During his years of training in biochemistry, Gregory Emery was very early interested in vesicular transport. Interest concretized during his doctoral years (1997-2002) with Dr. Jean Gruenberg of the University of Geneva (Switzerland), a high place for advanced research in endocytosis. For five years, Gregory Emery is working specifically on the characterization of transmembrane proteins of the p24 family, involved in the organization of the Golgi apparatus. It is by wishing to move from a culture model to an animal model that Gregory Emery joins the group of Dr. Juergen Knoblich in Vienna (Austria) to work on Drosophila. This, as part of his postdoctoral career, successively to IMP and IMBA where he then focuses his research on the role of recycling endosome during the asymmetrical division. At IRIC, Gregory Emery focuses primarily on understanding the role of vesicular transport in cell signaling, primarily using the Drosophila fly model.

Research Interest

Vesicular transport has long been considered as a simple transport mechanism for proteins. This vision has changed radically and vesicular transport is now known to be involved in many key developmental events, such as cell signaling or cell polarity establishment, as well as tumor formation.
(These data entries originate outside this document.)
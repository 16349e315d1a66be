// ABOUTME: Table schema handling
// ABOUTME: Descriptor model and the sanitizer that turns it into a creation request

pub mod models;
pub mod sanitize;

pub use models::TableDescriptor;
pub use sanitize::sanitize;
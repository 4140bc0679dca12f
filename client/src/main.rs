//! Windowing and input adapter for the Pong core.
//!
//! One `MatchSession` frame per display frame at a 60 FPS target. All game
//! rules live in `game_core`; this binary only translates keys into session
//! calls and draws read-only views of it.

use game_core::{leaderboard, Config, MatchPhase, MatchSession};
use macroquad::prelude::*;

mod draw;
mod palette;

fn window_conf() -> Conf {
    Conf {
        window_title: "Purple - Pong".to_owned(),
        window_width: game_core::Params::SCREEN_WIDTH as i32,
        window_height: game_core::Params::SCREEN_HEIGHT as i32,
        window_resizable: false,
        ..Default::default()
    }
}

#[macroquad::main(window_conf)]
async fn main() {
    setup_logger();

    let data_dir = leaderboard::default_data_dir();
    log::info!("leaderboard directory: {}", data_dir.display());
    let mut session = MatchSession::new(Config::default(), data_dir);
    let mut ball_colour = 0usize;

    loop {
        match session.phase() {
            MatchPhase::StartScreen => {
                if is_key_pressed(KeyCode::Space) {
                    session.start(get_time());
                }
                if is_key_pressed(KeyCode::Right) {
                    ball_colour = palette::next_index(ball_colour, palette::BALL_COLOURS.len());
                }
                if is_key_pressed(KeyCode::Left) {
                    ball_colour = palette::previous_index(ball_colour, palette::BALL_COLOURS.len());
                }
            }
            MatchPhase::Playing => {
                let dir = if is_key_down(KeyCode::Up) {
                    -1
                } else if is_key_down(KeyCode::Down) {
                    1
                } else {
                    0
                };
                session.frame(dir, get_time());
            }
            MatchPhase::NameEntry => {
                while let Some(c) = get_char_pressed() {
                    session.push_char(c);
                }
                if is_key_pressed(KeyCode::Backspace) {
                    session.backspace();
                }
                if is_key_pressed(KeyCode::Enter) {
                    session.submit_initials();
                }
            }
        }

        draw::draw_frame(&session, ball_colour);
        next_frame().await;
    }
}

fn setup_logger() {
    let result = fern::Dispatch::new()
        .format(|out, message, record| {
            out.finish(format_args!("[{}] {}: {}", record.level(), record.target(), message))
        })
        .level(log::LevelFilter::Info)
        .chain(std::io::stdout())
        .apply();
    if let Err(e) = result {
        eprintln!("could not set up logging: {e}");
    }
}
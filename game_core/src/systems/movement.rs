use hecs::World;

use crate::{Ball, Config, Paddle};

/// Advance paddles by their velocity and clamp them to the screen.
///
/// A paddle taller than the screen clamps to y = 0 even though it runs
/// past the bottom edge.
pub fn move_paddles(world: &mut World, config: &Config) {
    for (_entity, paddle) in world.query_mut::<&mut Paddle>() {
        paddle.pos.y += paddle.vel;
        paddle.pos.y = paddle.pos.y.clamp(0.0, config.max_paddle_y(paddle.height));
    }
}

/// Move the ball by its velocity. No clamping: an out-of-bounds X is how
/// scoring is detected.
pub fn move_ball(world: &mut World) {
    for (_entity, ball) in world.query_mut::<&mut Ball>() {
        ball.pos += ball.vel;
    }
}
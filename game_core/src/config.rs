use glam::Vec2;

use crate::Side;

/// Game tuning parameters
#[derive(Debug, Clone, Copy)]
pub struct Params;

impl Params {
    // Screen
    pub const SCREEN_WIDTH: f32 = 1200.0;
    pub const SCREEN_HEIGHT: f32 = 600.0;

    // Paddle
    pub const PADDLE_WIDTH: f32 = 15.0;
    pub const PADDLE_HEIGHT: f32 = 100.0;
    pub const PADDLE_OFFSET: f32 = 20.0; // gap between paddle and screen edge
    pub const PADDLE_SPEED: f32 = 6.0; // pixels per frame

    // Opponent AI
    pub const AI_SPEED_FACTOR: f32 = 0.85;
    pub const AI_DEAD_ZONE: f32 = 10.0;

    // Ball
    pub const BALL_RADIUS: f32 = 8.0;
    pub const SERVE_VELOCITY: Vec2 = Vec2::new(4.0, 2.0);
    pub const SPIN_MULTIPLIER: f32 = 3.0;
    pub const PADDLE_PUSHBACK: f32 = 2.0;

    // Match
    pub const POINTS_TO_WIN: u8 = 5;
    pub const SPEED_STEP: f32 = 0.02; // multiplier growth per point scored
}

/// Game configuration
#[derive(Debug, Clone)]
pub struct Config {
    pub screen_width: f32,
    pub screen_height: f32,
    pub paddle_width: f32,
    pub paddle_height: f32,
    pub paddle_offset: f32,
    pub paddle_speed: f32,
    pub ai_speed_factor: f32,
    pub ai_dead_zone: f32,
    pub ball_radius: f32,
    pub serve_velocity: Vec2,
    pub spin_multiplier: f32,
    pub paddle_pushback: f32,
    pub points_to_win: u8,
    pub speed_step: f32,
}

impl Default for Config {
    fn default() -> Self {
        Self {
            screen_width: Params::SCREEN_WIDTH,
            screen_height: Params::SCREEN_HEIGHT,
            paddle_width: Params::PADDLE_WIDTH,
            paddle_height: Params::PADDLE_HEIGHT,
            paddle_offset: Params::PADDLE_OFFSET,
            paddle_speed: Params::PADDLE_SPEED,
            ai_speed_factor: Params::AI_SPEED_FACTOR,
            ai_dead_zone: Params::AI_DEAD_ZONE,
            ball_radius: Params::BALL_RADIUS,
            serve_velocity: Params::SERVE_VELOCITY,
            spin_multiplier: Params::SPIN_MULTIPLIER,
            paddle_pushback: Params::PADDLE_PUSHBACK,
            points_to_win: Params::POINTS_TO_WIN,
            speed_step: Params::SPEED_STEP,
        }
    }
}

impl Config {
    pub fn new() -> Self {
        Self::default()
    }

    /// Get X position (left edge) for a paddle on the given side
    pub fn paddle_x(&self, side: Side) -> f32 {
        match side {
            Side::Player => self.paddle_offset,
            Side::Opponent => self.screen_width - self.paddle_width - self.paddle_offset,
        }
    }

    /// Starting Y so the paddle is vertically centred
    pub fn paddle_start_y(&self) -> f32 {
        (self.screen_height - self.paddle_height) / 2.0
    }

    /// Largest legal top-left Y for a paddle of the given height.
    /// Zero when the paddle is taller than the screen.
    pub fn max_paddle_y(&self, paddle_height: f32) -> f32 {
        (self.screen_height - paddle_height).max(0.0)
    }
}

#[cfg(test)]
mod tests {
    use super::*;

    #[test]
    fn test_config_paddle_x() {
        let config = Config::new();
        assert_eq!(config.paddle_x(Side::Player), 20.0, "Left paddle X");
        assert_eq!(config.paddle_x(Side::Opponent), 1165.0, "Right paddle X");
    }

    #[test]
    fn test_config_paddle_start_y() {
        let config = Config::new();
        assert_eq!(config.paddle_start_y(), 250.0);
    }

    #[test]
    fn test_max_paddle_y_oversized_paddle() {
        let config = Config::new();
        assert_eq!(config.max_paddle_y(100.0), 500.0);
        assert_eq!(
            config.max_paddle_y(800.0),
            0.0,
            "Oversized paddle pins to the top edge"
        );
    }
}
Our group primarily uses the Drosophila melanogaster as a model system to study how vesicular transport regulates cell signaling, particularly during development. Our main interest is to understand the role of endocytosis in the spatiotemporal regulation of receptor activity and in signal transduction. We are currently focusing on collective migration as well as Notch signaling. Cell migration is a fascinating process involving the polarization of cells. Metastases are formed from cells that migrate from a tumor to form a new tumor. There is growing evidence that these cells do not migrate individually, but in groups during a so-called collective migration. To study this type of migration. We use the egg chamber of the Drosophila fly, where cells called border cells migrate into a small group. These cells are attracted by a process involving the activation of receptors with tyrosine kinase activity. We have recently shown that specific transport steps of the enodocytosis pathway polarize the activity of these receptors. We are studying in more detail this regulation, in particular, we want to understand how endocytosis regulates the formation of structures necessary for cell motility and how this is coordinated in the cell group to migrate in the right direction. In addition we want to determine if the identified molecular mechanisms are conserved in other collective migrations in vivo in Drosophila and in mammals.